Please repeat, without alteration, the line containing "#[derive(Clone)]" and every line that follows it to the end of the entries below, and only those lines.
::: Exercise input :::
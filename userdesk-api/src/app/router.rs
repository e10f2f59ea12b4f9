use axum::http::{header, HeaderValue, Method};
use axum::middleware::from_fn_with_state;
use axum::routing::{get, post};
use axum::Router;
use tower_http::cors::{AllowOrigin, CorsLayer};
use tower_http::trace::TraceLayer;

use super::handlers::{
    change_password, create_user, delete_user, get_user, handler_404, health, list_users, login,
    update_user,
};
use super::middleware::auth_middleware;
use super::state::AppState;

/// 根据配置的来源列表构建 CorsLayer
fn build_cors_layer(cors_origins: Vec<String>) -> CorsLayer {
    let base = CorsLayer::new()
        .allow_methods([
            Method::GET,
            Method::POST,
            Method::PUT,
            Method::DELETE,
            Method::OPTIONS,
        ])
        .allow_headers([header::CONTENT_TYPE, header::AUTHORIZATION, header::ACCEPT])
        .allow_credentials(true);

    if cors_origins.is_empty() {
        tracing::warn!(
            "UD_CORS_ORIGINS not configured, allowing all origins. \
             Set UD_CORS_ORIGINS in production."
        );
        // any() 不能与 credentials(true) 共用
        base.allow_origin(AllowOrigin::any())
            .allow_credentials(false)
    } else {
        let origins: Vec<HeaderValue> = cors_origins
            .into_iter()
            .filter_map(|o| o.parse().ok())
            .collect();
        base.allow_origin(origins)
    }
}

/// Build the router with routes and middleware wired.
pub fn app_router(state: AppState, cors_origins: Vec<String>) -> Router {
    // 登录（公开，按 IP 限流）
    let auth_routes = Router::new().route("/authentication/login", post(login));

    // 用户管理（需要 Bearer token）
    let user_routes = Router::new()
        .route("/users", get(list_users).post(create_user))
        .route(
            "/users/:id",
            get(get_user).put(update_user).delete(delete_user),
        )
        .route("/users/:id/change-password", post(change_password));

    Router::new()
        .route("/health", get(health))
        .nest("/api", auth_routes.merge(user_routes))
        .fallback(handler_404)
        .layer(from_fn_with_state(state.clone(), auth_middleware))
        .layer(TraceLayer::new_for_http())
        .layer(build_cors_layer(cors_origins))
        .with_state(state)
}
use std::sync::Arc;
use userdesk_core::{Authenticator, TokenIssuer, UserManager};

/// Shared application state for handlers.
#[derive(Clone)]
pub struct AppState {
    pub users: Arc<UserManager>,
    /// 登录流程（含按 email 的尝试计数）
    pub auth: Arc<Authenticator>,
    /// 用于校验 Bearer token
    pub tokens: Arc<dyn TokenIssuer>,
    /// 登录接口限流（按 IP）
    pub login_limiter: Arc<crate::app::RateLimiter>,
    /// 是否信任 X-Real-IP / X-Forwarded-For（仅在反向代理之后开启）
    pub trust_proxy_headers: bool,
}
:::
### [Solution to this exercise]
#[derive(Clone)]
pub struct AppState {
    pub users: Arc<UserManager>,
    /// 登录流程（含按 email 的尝试计数）
    pub auth: Arc<Authenticator>,
    /// 用于校验 Bearer token
    pub tokens: Arc<dyn TokenIssuer>,
    /// 登录接口限流（按 IP）
    pub login_limiter: Arc<crate::app::RateLimiter>,
    /// 是否信任 X-Real-IP / X-Forwarded-For（仅在反向代理之后开启）
    pub trust_proxy_headers: bool,
}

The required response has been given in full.